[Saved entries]
————————
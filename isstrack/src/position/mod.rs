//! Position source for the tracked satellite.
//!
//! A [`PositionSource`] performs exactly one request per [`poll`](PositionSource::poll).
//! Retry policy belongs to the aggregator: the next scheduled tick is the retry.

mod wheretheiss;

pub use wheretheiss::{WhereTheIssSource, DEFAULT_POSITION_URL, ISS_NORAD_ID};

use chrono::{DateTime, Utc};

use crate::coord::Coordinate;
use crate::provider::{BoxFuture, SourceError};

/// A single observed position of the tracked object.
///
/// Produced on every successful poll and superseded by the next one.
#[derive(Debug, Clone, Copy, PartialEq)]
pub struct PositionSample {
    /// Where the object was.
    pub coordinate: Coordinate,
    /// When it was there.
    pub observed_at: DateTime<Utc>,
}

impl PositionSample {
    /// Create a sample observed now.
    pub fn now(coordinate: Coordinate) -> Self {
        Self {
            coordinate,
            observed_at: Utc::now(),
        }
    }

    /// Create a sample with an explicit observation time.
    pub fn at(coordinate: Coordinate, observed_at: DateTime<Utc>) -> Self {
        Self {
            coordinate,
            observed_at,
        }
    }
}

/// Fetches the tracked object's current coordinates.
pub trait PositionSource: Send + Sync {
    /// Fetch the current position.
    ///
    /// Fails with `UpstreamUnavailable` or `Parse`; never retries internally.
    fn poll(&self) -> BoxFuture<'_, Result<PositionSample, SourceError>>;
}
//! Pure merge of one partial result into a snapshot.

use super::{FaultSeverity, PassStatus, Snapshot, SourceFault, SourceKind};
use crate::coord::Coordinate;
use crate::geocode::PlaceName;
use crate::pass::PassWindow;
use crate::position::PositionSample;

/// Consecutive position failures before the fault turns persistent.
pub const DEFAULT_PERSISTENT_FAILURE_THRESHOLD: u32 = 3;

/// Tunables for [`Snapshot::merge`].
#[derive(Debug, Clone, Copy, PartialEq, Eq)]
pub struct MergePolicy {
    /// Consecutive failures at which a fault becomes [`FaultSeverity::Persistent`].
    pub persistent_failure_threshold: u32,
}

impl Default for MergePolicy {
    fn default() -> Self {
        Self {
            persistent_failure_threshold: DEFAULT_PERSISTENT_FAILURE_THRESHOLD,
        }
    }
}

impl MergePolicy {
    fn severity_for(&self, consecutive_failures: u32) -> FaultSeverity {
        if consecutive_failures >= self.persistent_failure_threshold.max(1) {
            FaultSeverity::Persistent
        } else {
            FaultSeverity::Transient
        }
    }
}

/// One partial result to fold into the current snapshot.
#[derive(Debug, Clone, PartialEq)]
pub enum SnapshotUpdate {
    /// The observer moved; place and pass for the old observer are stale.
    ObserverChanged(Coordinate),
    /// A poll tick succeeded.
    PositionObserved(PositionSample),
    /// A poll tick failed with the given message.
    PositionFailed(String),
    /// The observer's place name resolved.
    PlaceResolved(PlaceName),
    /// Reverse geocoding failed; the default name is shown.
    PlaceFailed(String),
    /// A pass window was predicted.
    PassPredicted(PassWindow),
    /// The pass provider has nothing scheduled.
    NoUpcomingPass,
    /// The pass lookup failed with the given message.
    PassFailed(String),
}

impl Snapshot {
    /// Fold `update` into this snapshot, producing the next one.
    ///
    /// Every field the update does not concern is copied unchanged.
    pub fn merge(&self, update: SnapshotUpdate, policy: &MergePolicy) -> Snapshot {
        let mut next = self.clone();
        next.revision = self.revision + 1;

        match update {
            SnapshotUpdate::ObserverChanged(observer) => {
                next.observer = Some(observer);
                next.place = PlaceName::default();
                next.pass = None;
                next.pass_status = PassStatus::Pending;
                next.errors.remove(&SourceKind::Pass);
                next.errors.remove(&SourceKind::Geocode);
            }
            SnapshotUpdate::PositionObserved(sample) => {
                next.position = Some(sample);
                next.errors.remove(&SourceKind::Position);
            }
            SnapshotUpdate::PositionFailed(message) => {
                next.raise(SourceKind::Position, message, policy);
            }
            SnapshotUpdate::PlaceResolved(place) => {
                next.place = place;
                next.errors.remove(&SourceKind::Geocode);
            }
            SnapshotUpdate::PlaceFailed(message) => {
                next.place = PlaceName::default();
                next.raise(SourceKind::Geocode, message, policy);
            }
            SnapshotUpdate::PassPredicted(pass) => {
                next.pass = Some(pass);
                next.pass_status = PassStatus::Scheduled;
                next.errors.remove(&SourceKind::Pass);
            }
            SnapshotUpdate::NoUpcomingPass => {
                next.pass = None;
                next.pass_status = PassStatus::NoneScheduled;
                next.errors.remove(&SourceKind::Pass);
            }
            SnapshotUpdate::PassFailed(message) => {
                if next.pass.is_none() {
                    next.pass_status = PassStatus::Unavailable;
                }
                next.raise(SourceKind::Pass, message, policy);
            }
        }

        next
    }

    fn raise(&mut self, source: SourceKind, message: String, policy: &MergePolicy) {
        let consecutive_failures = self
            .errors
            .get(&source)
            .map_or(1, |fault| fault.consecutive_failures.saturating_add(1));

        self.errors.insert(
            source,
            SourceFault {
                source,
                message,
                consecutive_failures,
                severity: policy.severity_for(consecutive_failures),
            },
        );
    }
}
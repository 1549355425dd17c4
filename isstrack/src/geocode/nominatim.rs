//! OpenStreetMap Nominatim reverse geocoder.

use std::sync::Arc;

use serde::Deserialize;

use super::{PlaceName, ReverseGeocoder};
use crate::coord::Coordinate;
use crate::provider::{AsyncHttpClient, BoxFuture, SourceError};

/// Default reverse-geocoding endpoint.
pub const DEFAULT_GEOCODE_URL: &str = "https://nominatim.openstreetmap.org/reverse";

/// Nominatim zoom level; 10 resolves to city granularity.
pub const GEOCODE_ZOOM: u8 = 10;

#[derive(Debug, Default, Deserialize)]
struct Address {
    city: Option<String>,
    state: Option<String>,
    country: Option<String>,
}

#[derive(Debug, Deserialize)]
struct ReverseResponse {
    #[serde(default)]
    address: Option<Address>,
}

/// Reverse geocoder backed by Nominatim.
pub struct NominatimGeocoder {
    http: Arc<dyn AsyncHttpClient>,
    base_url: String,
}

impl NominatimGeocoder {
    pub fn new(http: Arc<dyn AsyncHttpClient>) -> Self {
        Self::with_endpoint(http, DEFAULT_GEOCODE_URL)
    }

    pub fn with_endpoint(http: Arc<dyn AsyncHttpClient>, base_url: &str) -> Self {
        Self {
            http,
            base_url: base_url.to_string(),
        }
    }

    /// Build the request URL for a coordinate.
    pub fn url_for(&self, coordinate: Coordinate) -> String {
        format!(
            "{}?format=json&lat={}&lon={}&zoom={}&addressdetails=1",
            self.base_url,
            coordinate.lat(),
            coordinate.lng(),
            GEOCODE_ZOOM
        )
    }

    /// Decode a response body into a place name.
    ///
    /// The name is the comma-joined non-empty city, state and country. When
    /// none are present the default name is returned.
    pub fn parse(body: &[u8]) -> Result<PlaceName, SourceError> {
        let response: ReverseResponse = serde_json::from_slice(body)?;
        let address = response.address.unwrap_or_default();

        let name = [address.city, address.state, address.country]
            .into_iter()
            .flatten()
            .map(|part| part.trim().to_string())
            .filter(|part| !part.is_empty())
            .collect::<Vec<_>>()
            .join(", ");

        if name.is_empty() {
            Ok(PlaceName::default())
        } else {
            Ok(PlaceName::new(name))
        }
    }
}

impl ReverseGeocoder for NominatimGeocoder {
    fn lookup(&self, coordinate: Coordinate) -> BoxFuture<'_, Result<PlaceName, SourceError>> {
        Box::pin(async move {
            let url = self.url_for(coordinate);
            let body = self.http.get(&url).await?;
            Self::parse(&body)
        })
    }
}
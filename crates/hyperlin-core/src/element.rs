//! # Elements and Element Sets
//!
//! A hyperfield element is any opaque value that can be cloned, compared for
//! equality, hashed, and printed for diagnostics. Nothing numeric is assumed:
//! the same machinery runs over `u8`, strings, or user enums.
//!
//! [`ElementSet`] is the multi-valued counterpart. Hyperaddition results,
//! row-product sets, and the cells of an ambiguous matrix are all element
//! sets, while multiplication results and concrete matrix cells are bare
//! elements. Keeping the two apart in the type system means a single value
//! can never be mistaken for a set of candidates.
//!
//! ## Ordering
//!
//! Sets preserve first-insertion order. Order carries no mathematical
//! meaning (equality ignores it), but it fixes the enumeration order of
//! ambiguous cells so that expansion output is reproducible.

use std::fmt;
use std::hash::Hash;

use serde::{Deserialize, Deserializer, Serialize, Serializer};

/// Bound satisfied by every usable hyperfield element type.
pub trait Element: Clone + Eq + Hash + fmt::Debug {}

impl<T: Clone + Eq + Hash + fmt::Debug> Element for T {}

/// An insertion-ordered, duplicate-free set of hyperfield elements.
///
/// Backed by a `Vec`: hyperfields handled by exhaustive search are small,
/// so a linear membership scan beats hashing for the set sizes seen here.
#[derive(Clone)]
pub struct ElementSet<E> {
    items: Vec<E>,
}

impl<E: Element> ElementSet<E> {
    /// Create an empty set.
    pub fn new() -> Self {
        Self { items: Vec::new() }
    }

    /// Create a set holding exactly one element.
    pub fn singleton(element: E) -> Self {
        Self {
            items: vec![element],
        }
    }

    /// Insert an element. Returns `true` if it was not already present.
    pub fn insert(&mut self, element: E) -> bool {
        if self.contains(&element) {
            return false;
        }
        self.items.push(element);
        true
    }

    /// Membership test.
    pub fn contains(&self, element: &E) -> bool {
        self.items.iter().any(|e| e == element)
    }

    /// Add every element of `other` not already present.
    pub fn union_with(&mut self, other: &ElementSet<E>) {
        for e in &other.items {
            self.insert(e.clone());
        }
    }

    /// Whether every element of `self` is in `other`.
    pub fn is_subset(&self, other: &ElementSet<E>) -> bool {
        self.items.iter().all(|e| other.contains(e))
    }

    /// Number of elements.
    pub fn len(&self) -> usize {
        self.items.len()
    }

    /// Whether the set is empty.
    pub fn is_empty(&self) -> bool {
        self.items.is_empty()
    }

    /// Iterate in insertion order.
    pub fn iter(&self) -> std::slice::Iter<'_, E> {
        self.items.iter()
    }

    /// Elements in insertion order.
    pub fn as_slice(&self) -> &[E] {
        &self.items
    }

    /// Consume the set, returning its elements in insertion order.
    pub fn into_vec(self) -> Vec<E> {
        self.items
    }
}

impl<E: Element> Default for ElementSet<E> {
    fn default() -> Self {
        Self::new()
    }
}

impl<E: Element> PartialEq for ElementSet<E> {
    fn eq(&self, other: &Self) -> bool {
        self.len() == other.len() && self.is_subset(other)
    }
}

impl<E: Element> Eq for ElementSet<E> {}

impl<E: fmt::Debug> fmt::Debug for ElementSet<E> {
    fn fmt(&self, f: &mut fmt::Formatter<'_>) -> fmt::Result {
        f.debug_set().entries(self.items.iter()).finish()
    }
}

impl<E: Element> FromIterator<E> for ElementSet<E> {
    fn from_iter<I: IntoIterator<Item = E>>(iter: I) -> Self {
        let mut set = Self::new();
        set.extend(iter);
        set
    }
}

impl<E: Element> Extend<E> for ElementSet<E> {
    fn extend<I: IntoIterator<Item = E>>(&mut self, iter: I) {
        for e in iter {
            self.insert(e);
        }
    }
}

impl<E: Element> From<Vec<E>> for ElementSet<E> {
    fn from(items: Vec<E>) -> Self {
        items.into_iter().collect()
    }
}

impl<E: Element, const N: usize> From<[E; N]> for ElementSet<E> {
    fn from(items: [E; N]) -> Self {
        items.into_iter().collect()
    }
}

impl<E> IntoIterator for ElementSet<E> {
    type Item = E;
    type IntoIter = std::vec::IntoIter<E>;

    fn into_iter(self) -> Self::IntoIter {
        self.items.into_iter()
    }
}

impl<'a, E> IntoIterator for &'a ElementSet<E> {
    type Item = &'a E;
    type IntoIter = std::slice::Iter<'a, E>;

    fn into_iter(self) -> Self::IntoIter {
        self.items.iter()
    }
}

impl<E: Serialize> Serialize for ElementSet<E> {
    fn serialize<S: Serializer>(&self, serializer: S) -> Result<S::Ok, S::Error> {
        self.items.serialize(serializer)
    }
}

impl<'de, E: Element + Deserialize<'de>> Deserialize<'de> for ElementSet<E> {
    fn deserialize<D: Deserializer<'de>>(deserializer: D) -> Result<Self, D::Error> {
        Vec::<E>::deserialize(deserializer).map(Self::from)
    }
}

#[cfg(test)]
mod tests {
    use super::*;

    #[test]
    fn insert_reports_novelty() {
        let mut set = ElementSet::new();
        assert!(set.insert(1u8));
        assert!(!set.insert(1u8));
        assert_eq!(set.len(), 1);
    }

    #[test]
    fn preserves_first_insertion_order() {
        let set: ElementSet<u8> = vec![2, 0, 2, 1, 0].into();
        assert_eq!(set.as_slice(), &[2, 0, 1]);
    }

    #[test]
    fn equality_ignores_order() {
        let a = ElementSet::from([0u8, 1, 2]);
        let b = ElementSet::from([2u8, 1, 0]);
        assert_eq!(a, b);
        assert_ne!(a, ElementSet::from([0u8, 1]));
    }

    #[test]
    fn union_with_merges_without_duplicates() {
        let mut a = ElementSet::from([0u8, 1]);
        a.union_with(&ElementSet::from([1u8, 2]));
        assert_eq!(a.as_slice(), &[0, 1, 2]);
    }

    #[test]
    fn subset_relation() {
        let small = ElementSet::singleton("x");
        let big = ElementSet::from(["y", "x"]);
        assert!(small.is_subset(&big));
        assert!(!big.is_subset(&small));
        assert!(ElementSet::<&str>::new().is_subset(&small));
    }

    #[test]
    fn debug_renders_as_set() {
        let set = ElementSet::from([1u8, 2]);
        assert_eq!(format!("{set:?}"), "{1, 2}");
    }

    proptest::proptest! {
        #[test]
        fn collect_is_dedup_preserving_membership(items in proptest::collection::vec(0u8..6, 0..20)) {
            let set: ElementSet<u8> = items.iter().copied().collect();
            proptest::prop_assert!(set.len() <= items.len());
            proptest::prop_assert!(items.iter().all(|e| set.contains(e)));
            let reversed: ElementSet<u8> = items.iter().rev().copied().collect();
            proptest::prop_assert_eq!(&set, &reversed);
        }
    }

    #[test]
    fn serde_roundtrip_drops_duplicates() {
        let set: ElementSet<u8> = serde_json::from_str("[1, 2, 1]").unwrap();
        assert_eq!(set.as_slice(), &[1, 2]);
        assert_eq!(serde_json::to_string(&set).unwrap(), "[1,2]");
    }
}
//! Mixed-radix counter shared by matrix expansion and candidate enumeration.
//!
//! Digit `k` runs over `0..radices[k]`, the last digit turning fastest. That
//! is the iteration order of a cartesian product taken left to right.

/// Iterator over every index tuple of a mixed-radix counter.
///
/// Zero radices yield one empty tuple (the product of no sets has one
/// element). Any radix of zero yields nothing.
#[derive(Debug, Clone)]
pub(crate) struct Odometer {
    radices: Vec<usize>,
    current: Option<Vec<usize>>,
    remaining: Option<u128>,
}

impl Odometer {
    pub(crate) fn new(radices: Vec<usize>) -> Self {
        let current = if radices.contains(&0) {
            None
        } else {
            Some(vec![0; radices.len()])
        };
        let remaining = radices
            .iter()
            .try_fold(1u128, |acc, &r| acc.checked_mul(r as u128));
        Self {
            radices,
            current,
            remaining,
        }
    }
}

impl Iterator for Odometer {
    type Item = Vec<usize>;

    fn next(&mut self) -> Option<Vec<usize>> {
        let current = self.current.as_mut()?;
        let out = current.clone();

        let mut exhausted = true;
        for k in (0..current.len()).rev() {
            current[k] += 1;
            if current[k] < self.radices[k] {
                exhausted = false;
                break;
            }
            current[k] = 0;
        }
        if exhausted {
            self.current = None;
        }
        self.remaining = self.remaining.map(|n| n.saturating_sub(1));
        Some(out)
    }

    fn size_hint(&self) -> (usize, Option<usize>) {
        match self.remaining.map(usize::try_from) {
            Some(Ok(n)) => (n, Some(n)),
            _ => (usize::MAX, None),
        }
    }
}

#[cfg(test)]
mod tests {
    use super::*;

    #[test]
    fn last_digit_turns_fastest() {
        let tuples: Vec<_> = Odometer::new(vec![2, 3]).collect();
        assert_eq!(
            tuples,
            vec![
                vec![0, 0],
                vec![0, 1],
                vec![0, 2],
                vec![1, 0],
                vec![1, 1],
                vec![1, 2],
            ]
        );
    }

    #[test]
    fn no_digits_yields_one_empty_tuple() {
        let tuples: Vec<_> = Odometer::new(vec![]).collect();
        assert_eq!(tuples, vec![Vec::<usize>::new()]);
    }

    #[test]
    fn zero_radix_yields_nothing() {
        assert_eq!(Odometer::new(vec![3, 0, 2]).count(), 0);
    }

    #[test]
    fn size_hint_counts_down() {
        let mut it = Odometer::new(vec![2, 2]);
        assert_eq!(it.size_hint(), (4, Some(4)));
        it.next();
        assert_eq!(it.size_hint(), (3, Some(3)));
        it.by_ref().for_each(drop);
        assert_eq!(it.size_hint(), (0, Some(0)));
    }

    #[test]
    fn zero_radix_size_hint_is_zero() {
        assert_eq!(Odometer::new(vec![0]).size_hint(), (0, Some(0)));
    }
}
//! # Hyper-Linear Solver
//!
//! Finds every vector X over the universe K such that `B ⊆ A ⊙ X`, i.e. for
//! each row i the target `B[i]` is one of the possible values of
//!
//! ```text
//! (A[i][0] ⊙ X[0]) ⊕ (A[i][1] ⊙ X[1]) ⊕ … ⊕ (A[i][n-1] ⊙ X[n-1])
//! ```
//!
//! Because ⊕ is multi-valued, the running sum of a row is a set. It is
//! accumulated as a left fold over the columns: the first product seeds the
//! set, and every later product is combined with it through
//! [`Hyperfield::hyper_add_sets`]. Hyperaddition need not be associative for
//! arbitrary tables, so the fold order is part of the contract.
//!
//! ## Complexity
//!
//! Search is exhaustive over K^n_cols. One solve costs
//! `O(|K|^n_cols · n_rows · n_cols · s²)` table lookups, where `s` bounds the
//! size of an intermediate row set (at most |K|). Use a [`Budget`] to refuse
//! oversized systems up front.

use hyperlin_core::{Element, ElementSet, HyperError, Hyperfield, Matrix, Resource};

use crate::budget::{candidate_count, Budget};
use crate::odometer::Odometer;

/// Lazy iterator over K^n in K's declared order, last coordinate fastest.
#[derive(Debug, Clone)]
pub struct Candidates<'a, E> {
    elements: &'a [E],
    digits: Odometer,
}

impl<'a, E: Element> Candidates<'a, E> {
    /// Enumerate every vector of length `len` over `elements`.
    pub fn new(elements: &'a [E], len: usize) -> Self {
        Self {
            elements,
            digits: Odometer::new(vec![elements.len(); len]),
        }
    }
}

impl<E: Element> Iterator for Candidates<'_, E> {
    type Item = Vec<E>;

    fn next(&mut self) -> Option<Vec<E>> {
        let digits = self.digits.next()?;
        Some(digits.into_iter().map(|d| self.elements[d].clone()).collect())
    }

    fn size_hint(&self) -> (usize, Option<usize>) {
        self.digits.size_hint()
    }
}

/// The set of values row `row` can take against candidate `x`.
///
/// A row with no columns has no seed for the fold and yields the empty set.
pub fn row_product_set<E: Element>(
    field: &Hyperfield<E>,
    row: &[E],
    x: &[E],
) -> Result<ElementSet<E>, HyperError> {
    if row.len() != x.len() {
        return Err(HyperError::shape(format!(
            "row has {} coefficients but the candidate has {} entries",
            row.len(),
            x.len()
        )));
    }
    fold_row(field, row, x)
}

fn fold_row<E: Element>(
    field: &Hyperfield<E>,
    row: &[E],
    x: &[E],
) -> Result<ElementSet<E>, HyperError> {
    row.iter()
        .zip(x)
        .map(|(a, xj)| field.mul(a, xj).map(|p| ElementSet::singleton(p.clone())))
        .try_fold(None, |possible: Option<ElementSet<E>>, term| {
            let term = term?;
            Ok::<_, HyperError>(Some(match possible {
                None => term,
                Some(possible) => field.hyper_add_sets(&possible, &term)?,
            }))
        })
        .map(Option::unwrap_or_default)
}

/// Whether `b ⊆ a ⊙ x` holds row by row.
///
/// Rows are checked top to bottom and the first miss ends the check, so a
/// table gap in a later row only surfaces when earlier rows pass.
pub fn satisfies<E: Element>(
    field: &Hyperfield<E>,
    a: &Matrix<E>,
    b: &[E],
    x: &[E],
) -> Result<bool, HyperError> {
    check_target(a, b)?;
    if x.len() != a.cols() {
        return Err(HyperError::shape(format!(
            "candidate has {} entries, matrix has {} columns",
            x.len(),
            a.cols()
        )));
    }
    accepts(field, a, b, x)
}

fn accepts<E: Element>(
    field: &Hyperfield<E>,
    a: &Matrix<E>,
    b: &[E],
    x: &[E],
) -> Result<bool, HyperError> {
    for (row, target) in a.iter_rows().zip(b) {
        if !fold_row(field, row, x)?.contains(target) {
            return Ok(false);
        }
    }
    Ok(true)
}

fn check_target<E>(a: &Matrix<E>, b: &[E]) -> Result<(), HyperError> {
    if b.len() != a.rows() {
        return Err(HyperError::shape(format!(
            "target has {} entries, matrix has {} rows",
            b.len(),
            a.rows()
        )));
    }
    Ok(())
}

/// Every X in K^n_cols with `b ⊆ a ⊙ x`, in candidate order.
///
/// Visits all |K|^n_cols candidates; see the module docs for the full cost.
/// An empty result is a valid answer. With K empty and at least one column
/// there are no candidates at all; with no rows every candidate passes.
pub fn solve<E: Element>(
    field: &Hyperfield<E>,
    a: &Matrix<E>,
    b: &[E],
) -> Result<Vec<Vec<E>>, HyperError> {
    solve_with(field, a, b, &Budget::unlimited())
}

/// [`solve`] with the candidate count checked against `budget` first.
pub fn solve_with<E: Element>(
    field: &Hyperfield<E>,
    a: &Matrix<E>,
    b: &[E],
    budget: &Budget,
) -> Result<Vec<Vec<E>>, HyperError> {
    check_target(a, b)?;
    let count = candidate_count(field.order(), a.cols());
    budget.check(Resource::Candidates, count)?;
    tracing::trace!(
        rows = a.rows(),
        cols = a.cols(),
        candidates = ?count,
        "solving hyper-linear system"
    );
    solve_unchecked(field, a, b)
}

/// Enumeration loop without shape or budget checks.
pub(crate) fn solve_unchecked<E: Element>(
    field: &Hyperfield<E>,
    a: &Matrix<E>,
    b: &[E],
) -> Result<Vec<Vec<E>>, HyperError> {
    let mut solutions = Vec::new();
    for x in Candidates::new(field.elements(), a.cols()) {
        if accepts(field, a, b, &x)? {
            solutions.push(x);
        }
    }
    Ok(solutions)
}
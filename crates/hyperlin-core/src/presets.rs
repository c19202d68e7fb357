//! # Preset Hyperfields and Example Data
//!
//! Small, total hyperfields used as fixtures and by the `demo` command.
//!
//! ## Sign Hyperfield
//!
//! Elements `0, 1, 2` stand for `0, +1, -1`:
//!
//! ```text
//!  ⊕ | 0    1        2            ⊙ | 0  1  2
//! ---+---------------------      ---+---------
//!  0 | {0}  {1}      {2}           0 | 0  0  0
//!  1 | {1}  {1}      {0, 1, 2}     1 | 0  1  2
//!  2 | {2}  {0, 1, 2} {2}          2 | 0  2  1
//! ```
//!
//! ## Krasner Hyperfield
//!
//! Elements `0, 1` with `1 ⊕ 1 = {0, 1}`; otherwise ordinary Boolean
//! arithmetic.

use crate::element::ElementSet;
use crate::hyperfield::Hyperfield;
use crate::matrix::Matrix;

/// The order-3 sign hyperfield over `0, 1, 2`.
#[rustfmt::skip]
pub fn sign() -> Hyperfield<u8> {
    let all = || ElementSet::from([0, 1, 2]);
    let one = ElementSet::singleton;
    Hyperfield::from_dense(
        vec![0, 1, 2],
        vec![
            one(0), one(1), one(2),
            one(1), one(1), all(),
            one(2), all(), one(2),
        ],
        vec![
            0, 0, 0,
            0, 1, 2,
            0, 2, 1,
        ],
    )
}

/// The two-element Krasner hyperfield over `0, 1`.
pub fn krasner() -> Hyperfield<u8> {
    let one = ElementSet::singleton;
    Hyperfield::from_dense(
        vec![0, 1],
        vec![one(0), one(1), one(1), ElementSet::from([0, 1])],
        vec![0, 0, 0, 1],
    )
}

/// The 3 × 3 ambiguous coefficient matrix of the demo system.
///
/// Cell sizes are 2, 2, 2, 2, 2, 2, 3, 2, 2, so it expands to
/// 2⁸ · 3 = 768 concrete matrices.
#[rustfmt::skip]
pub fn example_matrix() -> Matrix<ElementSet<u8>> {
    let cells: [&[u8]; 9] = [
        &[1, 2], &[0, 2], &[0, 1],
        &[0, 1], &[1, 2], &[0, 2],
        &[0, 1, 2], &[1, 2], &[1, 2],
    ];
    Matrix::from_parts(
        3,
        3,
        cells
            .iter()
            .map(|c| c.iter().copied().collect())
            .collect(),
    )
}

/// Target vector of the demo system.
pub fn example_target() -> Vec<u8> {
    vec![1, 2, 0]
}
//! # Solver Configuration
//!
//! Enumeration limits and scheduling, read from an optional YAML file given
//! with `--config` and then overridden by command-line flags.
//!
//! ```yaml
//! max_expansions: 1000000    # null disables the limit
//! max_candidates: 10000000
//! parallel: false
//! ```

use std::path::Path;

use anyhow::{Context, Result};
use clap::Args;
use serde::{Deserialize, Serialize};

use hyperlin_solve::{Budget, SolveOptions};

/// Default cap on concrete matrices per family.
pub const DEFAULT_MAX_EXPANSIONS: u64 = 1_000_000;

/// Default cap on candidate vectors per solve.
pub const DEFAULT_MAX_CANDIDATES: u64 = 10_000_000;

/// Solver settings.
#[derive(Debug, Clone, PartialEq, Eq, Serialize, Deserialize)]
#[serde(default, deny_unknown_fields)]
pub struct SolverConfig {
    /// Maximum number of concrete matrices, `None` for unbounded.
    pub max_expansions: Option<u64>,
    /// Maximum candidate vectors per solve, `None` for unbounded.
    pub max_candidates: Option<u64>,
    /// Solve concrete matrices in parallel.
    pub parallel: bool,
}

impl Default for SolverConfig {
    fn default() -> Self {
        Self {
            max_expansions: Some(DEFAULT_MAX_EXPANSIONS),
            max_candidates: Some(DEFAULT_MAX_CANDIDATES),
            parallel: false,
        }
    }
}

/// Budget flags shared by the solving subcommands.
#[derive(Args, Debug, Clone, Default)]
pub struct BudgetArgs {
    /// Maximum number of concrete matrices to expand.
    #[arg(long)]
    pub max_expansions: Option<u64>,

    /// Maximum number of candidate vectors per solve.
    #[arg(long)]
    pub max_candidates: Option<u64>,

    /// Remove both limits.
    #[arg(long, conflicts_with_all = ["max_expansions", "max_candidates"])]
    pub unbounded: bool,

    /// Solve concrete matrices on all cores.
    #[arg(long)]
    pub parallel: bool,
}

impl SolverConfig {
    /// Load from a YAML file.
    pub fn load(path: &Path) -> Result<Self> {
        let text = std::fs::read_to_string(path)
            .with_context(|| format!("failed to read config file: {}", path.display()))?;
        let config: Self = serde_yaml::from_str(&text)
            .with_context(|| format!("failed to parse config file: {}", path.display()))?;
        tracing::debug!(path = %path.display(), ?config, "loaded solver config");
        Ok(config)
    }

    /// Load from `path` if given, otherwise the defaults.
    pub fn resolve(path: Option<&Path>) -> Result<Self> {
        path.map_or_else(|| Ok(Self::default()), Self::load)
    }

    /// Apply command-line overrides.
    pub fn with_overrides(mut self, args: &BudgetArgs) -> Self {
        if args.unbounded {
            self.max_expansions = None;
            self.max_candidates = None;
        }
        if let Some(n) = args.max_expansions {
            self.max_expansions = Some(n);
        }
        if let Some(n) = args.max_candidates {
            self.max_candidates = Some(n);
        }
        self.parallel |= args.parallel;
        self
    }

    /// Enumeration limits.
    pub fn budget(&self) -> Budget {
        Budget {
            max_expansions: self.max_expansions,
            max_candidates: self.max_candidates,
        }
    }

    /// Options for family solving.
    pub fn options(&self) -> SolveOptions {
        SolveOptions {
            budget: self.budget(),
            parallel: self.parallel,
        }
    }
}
————————
TASK TO CARRY OUT: Above are the entries; repeat their lines exactly, from the first through the one that contains "mod wheretheiss;".

TASK RESULT:
filename isstrack/src/position/mod.rs
//! Position source for the tracked satellite.
//!
//! A [`PositionSource`] performs exactly one request per [`poll`](PositionSource::poll).
//! Retry policy belongs to the aggregator: the next scheduled tick is the retry.

mod wheretheiss;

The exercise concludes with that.